Back then we watched Blue Peter, then the Magic Roundabout, then the news. And just as predictable as the appearance of John Noakes and Zebedee on our screens were reports of the daily atrocities on the streets of Belfast. Streets such as the Protestant Shankill Road and the Catholic Falls Road became the most notorious in the UK.

If I had ventured into Catholic Belfast in the 1970s and revealed my English accent, I probably wouldn’t be here to tell the story. But a lot can happen in 40 years.

Last weekend, we strolled along the Falls Road, taking photographs of the many political murals, like perfect tourists, but feeling 100 per cent safe. Earlier in the day we had done the same on the Protestant side.
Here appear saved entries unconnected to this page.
//! Literal end-to-end scenarios (spec.md §8), driven through `Dispatcher`
//! the same way a real connection would: join, start, let the preview
//! timer fire, submit answers, let the primary timer fire.

use std::sync::Arc;

use engine_core::dictionary::Dictionary;
use game_engine::collaborators::{QuestionDocument, QuizDocument, QuizStore, WordProvider};
use game_engine::dispatcher::Dispatcher;
use game_engine::error::EngineError;
use game_engine::question::QuestionKind;
use game_engine::timers;
use game_engine::Command;
use protocol::{InboundEvent, QuestionType, RoomTarget, Team};

struct OneQuestionQuiz(QuestionDocument);

impl QuizStore for OneQuestionQuiz {
    fn load_quiz(&self, _quiz_id: &str) -> Result<QuizDocument, EngineError> {
        Ok(QuizDocument { questions: vec![self.0.clone()] })
    }
}

struct FixedWords(&'static str);

impl WordProvider for FixedWords {
    fn dictionary_contents(&self) -> Option<String> {
        None
    }
    fn random_seed_word(&self) -> String {
        self.0.to_string()
    }
}

fn blank_doc(kind: QuestionType) -> QuestionDocument {
    QuestionDocument {
        question_type: kind,
        category: "general".into(),
        length_seconds: 10,
        options: vec!["a".into(), "b".into(), "c".into(), "d".into()],
        correct_index: Some(2),
        open_answer: None,
        number_answer: Some(42.0),
        math_sequences: vec![],
        drawing_words: vec![],
        city_name: None,
        anagram: None,
        location: Some((0.5, 0.5)),
        map_type: None,
        clues: vec![],
    }
}

fn new_dispatcher(doc: QuestionDocument) -> Dispatcher {
    Dispatcher::new(Arc::new(Dictionary::permissive()), Arc::new(OneQuestionQuiz(doc)), Arc::new(FixedWords("pes")))
}

fn run_to_live_question(dispatcher: &mut Dispatcher, quiz_id: &str) {
    dispatcher.start_game(quiz_id);
    dispatcher.handle_timer(timers::START_GAME);
    dispatcher.handle_timer(timers::PREVIEW);
}

/// Scenario 1: ABCD speed bonus in team mode. A (blue) answers correctly
/// with 2s elapsed out of 10s; B (red) answers wrong. Blue's team total
/// gains the speed-weighted bonus, red gains nothing.
#[test]
fn abcd_speed_scenario_awards_the_faster_correct_team() {
    let mut dispatcher = new_dispatcher(blank_doc(QuestionType::Abcd));
    dispatcher.handle_inbound(InboundEvent::JoinRoom { player_name: "alice".into() });
    dispatcher.handle_inbound(InboundEvent::JoinRoom { player_name: "bob".into() });
    dispatcher.session.is_team_mode = true;
    dispatcher.session.blue_team.push("alice".into());
    dispatcher.session.red_team.push("bob".into());
    dispatcher.session.players.get_mut("alice").unwrap().team = Some(Team::Blue);
    dispatcher.session.players.get_mut("bob").unwrap().team = Some(Team::Red);

    run_to_live_question(&mut dispatcher, "quiz1");
    let start = dispatcher.session.question_start_ms.unwrap();

    dispatcher.handle_inbound(InboundEvent::SubmitAnswer { player_name: "alice".into(), answer: 2, answer_time: start + 2_000 });
    dispatcher.handle_inbound(InboundEvent::SubmitAnswer { player_name: "bob".into(), answer: 0, answer_time: start + 3_000 });

    assert!(dispatcher.session.team_scores.get(Team::Blue) > 0);
    assert_eq!(dispatcher.session.team_scores.get(Team::Red), 0);

    // Both players answered; the primary timer was fast-forwarded to zero
    // rather than waiting out the full question length.
    dispatcher.handle_timer(timers::PRIMARY);
    assert!(dispatcher.session.is_game_running, "still in the phase-transition delay, not yet fully advanced");
}

/// Scenario 3: guess-a-number Phase-1 exact match ends the round
/// immediately for the guessing team, independent of the other team.
#[test]
fn guess_a_number_exact_match_locks_in_the_team_instantly() {
    let mut dispatcher = new_dispatcher(blank_doc(QuestionType::GuessANumber));
    for name in ["alice", "bob", "carol", "dave"] {
        dispatcher.handle_inbound(InboundEvent::JoinRoom { player_name: name.into() });
    }
    dispatcher.activate_team_mode().unwrap();

    run_to_live_question(&mut dispatcher, "quiz1");

    let captain = dispatcher.session.blue_team[0].clone();
    let other_captain = dispatcher.session.red_team[0].clone();
    dispatcher.handle_inbound(InboundEvent::SubmitCaptainChoice { player_name: captain, team: Team::Blue, final_answer: 42.0 });

    assert_eq!(dispatcher.session.team_scores.get(Team::Blue), 300, "exact phase-1 guess gets the full first-phase bonus");

    dispatcher.handle_inbound(InboundEvent::SubmitCaptainChoice { player_name: other_captain, team: Team::Red, final_answer: 10.0 });
    assert_eq!(dispatcher.session.team_scores.get(Team::Red), 0);
}

/// Scenario 6: blind-map team mode, HARD preset. A captain submission
/// within the exact radius (~0.022 here) scores the team and the other
/// team receives no points.
#[test]
fn blind_map_correct_submission_within_radius_scores_the_team() {
    let mut doc = blank_doc(QuestionType::BlindMap);
    doc.location = Some((0.50, 0.50));
    let mut dispatcher = new_dispatcher(doc);
    for name in ["alice", "bob", "carol", "dave"] {
        dispatcher.handle_inbound(InboundEvent::JoinRoom { player_name: name.into() });
    }
    dispatcher.activate_team_mode().unwrap();
    run_to_live_question(&mut dispatcher, "quiz1");
    dispatcher.handle_timer(timers::BLIND_MAP_PHASE); // ends the anagram phase, opens Locate with blue active

    let captain = dispatcher.session.blue_team[0].clone(); // activate_team_mode already made the first roster slot captain

    let commands = dispatcher.handle_inbound(InboundEvent::SubmitBlindMapLocation {
        player_name: captain,
        x: 0.52,
        y: 0.51,
        question_id: "q".into(),
    });

    assert_eq!(dispatcher.session.team_scores.get(Team::Blue), 200);
    assert_eq!(dispatcher.session.team_scores.get(Team::Red), 0);
    // A correct submission ends the question immediately rather than
    // giving the other team a turn; everyone (including red) learns the
    // outcome through the broadcast result, not a second locate phase.
    assert!(commands.iter().any(|c| matches!(c, Command::Emit { target: RoomTarget::All, .. })));
    assert!(commands.iter().any(|c| matches!(c, Command::ArmTimer { id, .. } if *id == timers::ADVANCE_DELAY)));
}

/// Invariant 7: at most one primary question timer is armed at a time — a
/// second `SubmitAnswer` after completion never re-arms it, it's simply
/// rejected as a duplicate.
#[test]
fn completion_fires_once_even_if_every_player_answers_twice() {
    let mut dispatcher = new_dispatcher(blank_doc(QuestionType::Abcd));
    dispatcher.handle_inbound(InboundEvent::JoinRoom { player_name: "alice".into() });
    run_to_live_question(&mut dispatcher, "quiz1");
    let start = dispatcher.session.question_start_ms.unwrap();

    dispatcher.handle_inbound(InboundEvent::SubmitAnswer { player_name: "alice".into(), answer: 2, answer_time: start });
    let score_after_first = dispatcher.session.players["alice"].score;
    dispatcher.handle_inbound(InboundEvent::SubmitAnswer { player_name: "alice".into(), answer: 2, answer_time: start });

    assert_eq!(dispatcher.session.players["alice"].score, score_after_first, "re-submitting is a no-op on score");
    match &dispatcher.session.current_question().unwrap().kind {
        QuestionKind::Abcd(c) => assert!(c.completed),
        _ => unreachable!(),
    }
}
This all came about after we had spent two fascinating hours on something called Paddy Campbell’s Black Cab Tour.

If you look it up on Tripadvisor, you will find the most glowing reports imaginable, with most giving the tour five stars, and many calling it “unmissable”.

One of the reasons we decided to go to Belfast and take the tour was to find out if it could really be as good as people said. Well, it was better.

As many people as you want to fit in a black cab get a personal explanation of what the Troubles were about, and how peace has now descended on Ulster. It includes the guide’s personal recollections of what it was like to live in a place that made the news every night.

We saw murals of paramilitaries aiming guns at us; huge bonfires, primed to be set alight during the Orangemen’s marching season; added our own graffiti to the Peace Wall; inspected some plastic bullets that our guide produced from his pocket; and popped into the Republican area whose firebombing in 1969 set off the Troubles, where we saw a memorial to the dead of the IRA. Like you do.

We asked questions and learned the difference between the IRA, the Provisional IRA and the Real IRA, while the complex list of Loyalist terrorist organisations – UVF, UFF, UDA and others – had a strange nostalgic ring to them. The story is far more complex than those news reports ever suggested, but it was remarkable how actually being there cleared the fog.

And Belfast’s future is clear too. If you are old enough to remember the Shankill Road and Falls Roads on the news, visiting them now is the craziest of trips you can take down Memory Lane, but Belfast is now claimed to be the safest city in the UK – and feels like it.

And as a holiday destination, it has everything: stunning scenery on its doorstep, priceless heritage (including being the birthplace of Titanic) and much more besides.

Best of all, the people of Northern Ireland are putting their differences behind them. To us, 40 years ago, they seemed intent on self-destruction, but we were left in no doubt that they are, in fact, the happiest, friendliest, nicest people in the whole of the UK. And an example to us all to hope, not hate.